Task directions -
Search the data for "index" and copy every matching line.

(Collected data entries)
···

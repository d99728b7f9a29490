// errors.rs - Compilation error taxonomy and diagnostics

use std::fmt;

// ============================================================================
// ERROR KINDS
// ============================================================================

/// Every way a compilation can fail. The `code()` projection is a stable
/// ABI: 0 means success, each kind maps to a fixed negative integer.
#[derive(Debug, Clone, Copy, PartialEq, Eq)]
pub enum ErrorKind {
    // Lexical
    UnknownToken,
    InvalidInteger,
    UnterminatedComment,

    // Resources
    OutOfMemory,
    BufferTooSmall,
    ControlDepthExceeded,
    LeaveDepthExceeded,
    DictionaryFull,

    // IF / THEN
    ElseWithoutIf,
    DuplicateElse,
    ThenWithoutIf,
    UnclosedIf,

    // BEGIN loops
    UntilWithoutBegin,
    WhileWithoutBegin,
    DuplicateWhile,
    RepeatWithoutBegin,
    RepeatWithoutWhile,
    UntilAfterWhile,
    AgainWithoutBegin,
    AgainAfterWhile,
    UnclosedBegin,

    // DO loops
    LoopWithoutDo,
    PLoopWithoutDo,
    LeaveWithoutDo,
    UnclosedDo,

    // Definitions
    NestedColon,
    ColonWithoutName,
    SemicolonWithoutColon,
    DuplicateWord,
    UnclosedColon,
    ConstantWithoutValue,
    ConstantWithoutName,
    VariableWithoutName,

    // Locals
    MissingLocalIdx,
    InvalidLocalIdx,

    // Reserved slots, kept for ABI stability; never produced.
    EmptyInput,
    MissingSysId,
    InvalidSysId,
}

impl ErrorKind {
    /// Stable numeric error code. 0 is success; these are all negative.
    pub fn code(self) -> i32 {
        use ErrorKind::*;
        match self {
            UnknownToken => -1,
            InvalidInteger => -2,
            OutOfMemory => -3,
            BufferTooSmall => -4,
            EmptyInput => -5,
            ControlDepthExceeded => -6,
            ElseWithoutIf => -7,
            DuplicateElse => -8,
            ThenWithoutIf => -9,
            UnclosedIf => -10,
            UntilWithoutBegin => -11,
            UnclosedBegin => -12,
            WhileWithoutBegin => -13,
            DuplicateWhile => -14,
            RepeatWithoutBegin => -15,
            RepeatWithoutWhile => -16,
            UntilAfterWhile => -17,
            AgainWithoutBegin => -18,
            AgainAfterWhile => -19,
            LoopWithoutDo => -20,
            PLoopWithoutDo => -21,
            UnclosedDo => -22,
            LeaveWithoutDo => -23,
            LeaveDepthExceeded => -24,
            NestedColon => -25,
            ColonWithoutName => -26,
            SemicolonWithoutColon => -27,
            DuplicateWord => -28,
            UnclosedColon => -29,
            DictionaryFull => -30,
            MissingSysId => -31,
            InvalidSysId => -32,
            MissingLocalIdx => -33,
            InvalidLocalIdx => -34,
            UnterminatedComment => -35,
            ConstantWithoutValue => -36,
            ConstantWithoutName => -37,
            VariableWithoutName => -38,
        }
    }

    /// Stable human-readable message for this kind.
    pub fn message(self) -> &'static str {
        use ErrorKind::*;
        match self {
            UnknownToken => "unknown token",
            InvalidInteger => "invalid integer format",
            OutOfMemory => "out of memory",
            BufferTooSmall => "buffer too small",
            EmptyInput => "empty input",
            ControlDepthExceeded => "control structure nesting too deep",
            ElseWithoutIf => "ELSE without matching IF",
            DuplicateElse => "duplicate ELSE in IF structure",
            ThenWithoutIf => "THEN without matching IF",
            UnclosedIf => "unclosed IF structure",
            UntilWithoutBegin => "UNTIL without matching BEGIN",
            UnclosedBegin => "unclosed BEGIN structure",
            WhileWithoutBegin => "WHILE without matching BEGIN",
            DuplicateWhile => "duplicate WHILE in BEGIN structure",
            RepeatWithoutBegin => "REPEAT without matching BEGIN",
            RepeatWithoutWhile => "REPEAT without matching WHILE",
            UntilAfterWhile => "UNTIL after WHILE (use REPEAT)",
            AgainWithoutBegin => "AGAIN without matching BEGIN",
            AgainAfterWhile => "AGAIN after WHILE (use REPEAT)",
            LoopWithoutDo => "LOOP without matching DO",
            PLoopWithoutDo => "+LOOP without matching DO",
            UnclosedDo => "unclosed DO structure",
            LeaveWithoutDo => "LEAVE outside DO loop",
            LeaveDepthExceeded => "too many LEAVEs in one DO loop",
            NestedColon => "nested colon definition",
            ColonWithoutName => "colon definition without name",
            SemicolonWithoutColon => "semicolon without colon definition",
            DuplicateWord => "duplicate word name",
            UnclosedColon => "unclosed colon definition",
            DictionaryFull => "dictionary full",
            MissingSysId => "SYS without id",
            InvalidSysId => "invalid SYS id",
            MissingLocalIdx => "local op without index",
            InvalidLocalIdx => "invalid local index",
            UnterminatedComment => "unterminated comment",
            ConstantWithoutValue => "CONSTANT without preceding value",
            ConstantWithoutName => "CONSTANT without name",
            VariableWithoutName => "VARIABLE without name",
        }
    }

    /// Map a numeric error code back to its kind.
    pub fn from_code(code: i32) -> Option<ErrorKind> {
        use ErrorKind::*;
        Some(match code {
            -1 => UnknownToken,
            -2 => InvalidInteger,
            -3 => OutOfMemory,
            -4 => BufferTooSmall,
            -5 => EmptyInput,
            -6 => ControlDepthExceeded,
            -7 => ElseWithoutIf,
            -8 => DuplicateElse,
            -9 => ThenWithoutIf,
            -10 => UnclosedIf,
            -11 => UntilWithoutBegin,
            -12 => UnclosedBegin,
            -13 => WhileWithoutBegin,
            -14 => DuplicateWhile,
            -15 => RepeatWithoutBegin,
            -16 => RepeatWithoutWhile,
            -17 => UntilAfterWhile,
            -18 => AgainWithoutBegin,
            -19 => AgainAfterWhile,
            -20 => LoopWithoutDo,
            -21 => PLoopWithoutDo,
            -22 => UnclosedDo,
            -23 => LeaveWithoutDo,
            -24 => LeaveDepthExceeded,
            -25 => NestedColon,
            -26 => ColonWithoutName,
            -27 => SemicolonWithoutColon,
            -28 => DuplicateWord,
            -29 => UnclosedColon,
            -30 => DictionaryFull,
            -31 => MissingSysId,
            -32 => InvalidSysId,
            -33 => MissingLocalIdx,
            -34 => InvalidLocalIdx,
            -35 => UnterminatedComment,
            -36 => ConstantWithoutValue,
            -37 => ConstantWithoutName,
            -38 => VariableWithoutName,
            _ => return None,
        })
    }
}

/// Message string for any error code, success included. Unassigned codes
/// yield "unknown error".
pub fn error_message(code: i32) -> &'static str {
    if code == 0 {
        return "ok";
    }
    match ErrorKind::from_code(code) {
        Some(kind) => kind.message(),
        None => "unknown error",
    }
}

// ============================================================================
// COMPILE ERROR WITH SOURCE DIAGNOSTICS
// ============================================================================

/// A compilation failure with enough source location information to
/// render a useful diagnostic.
#[derive(Debug, Clone, PartialEq, Eq)]
pub struct CompileError {
    pub kind: ErrorKind,
    /// Byte offset of the offending token; source length for errors
    /// reported at end of input.
    pub position: usize,
    /// 1-based line number.
    pub line: u32,
    /// 1-based byte column within the line.
    pub column: u32,
    /// Offending token text; empty for end-of-input errors.
    pub token: String,
    /// Full source line containing the error.
    pub context: String,
}

impl CompileError {
    /// Build an error for a token at a byte offset, deriving line,
    /// column and context line from the source.
    pub fn at(kind: ErrorKind, source: &str, position: usize, token: &str) -> CompileError {
        let bytes = source.as_bytes();
        let pos = position.min(bytes.len());

        let line_start = bytes[..pos]
            .iter()
            .rposition(|&b| b == b'\n')
            .map(|i| i + 1)
            .unwrap_or(0);
        let line_end = bytes[pos..]
            .iter()
            .position(|&b| b == b'\n')
            .map(|i| pos + i)
            .unwrap_or(bytes.len());
        let line = bytes[..pos].iter().filter(|&&b| b == b'\n').count() as u32 + 1;

        CompileError {
            kind,
            position,
            line,
            column: (pos - line_start) as u32 + 1,
            token: token.to_string(),
            context: String::from_utf8_lossy(&bytes[line_start..line_end]).into_owned(),
        }
    }

    /// Build an error reported at end of input.
    pub fn at_end(kind: ErrorKind, source: &str) -> CompileError {
        CompileError::at(kind, source, source.len(), "")
    }

    /// Stable numeric error code.
    pub fn code(&self) -> i32 {
        self.kind.code()
    }

    /// Stable message string.
    pub fn message(&self) -> &'static str {
        self.kind.message()
    }
}

impl fmt::Display for CompileError {
    fn fmt(&self, f: &mut fmt::Formatter) -> fmt::Result {
        write!(
            f,
            "Error: {} (line {}, column {})",
            self.kind.message(),
            self.line,
            self.column
        )?;
        if !self.context.is_empty() {
            write!(f, "\n  {}", self.context)?;
            let caret = " ".repeat(self.column.saturating_sub(1) as usize);
            write!(f, "\n  {}^", caret)?;
        }
        Ok(())
    }
}

impl std::error::Error for CompileError {}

···

Response to the exercise -
            MissingLocalIdx => "local op without index",
            InvalidLocalIdx => "invalid local index",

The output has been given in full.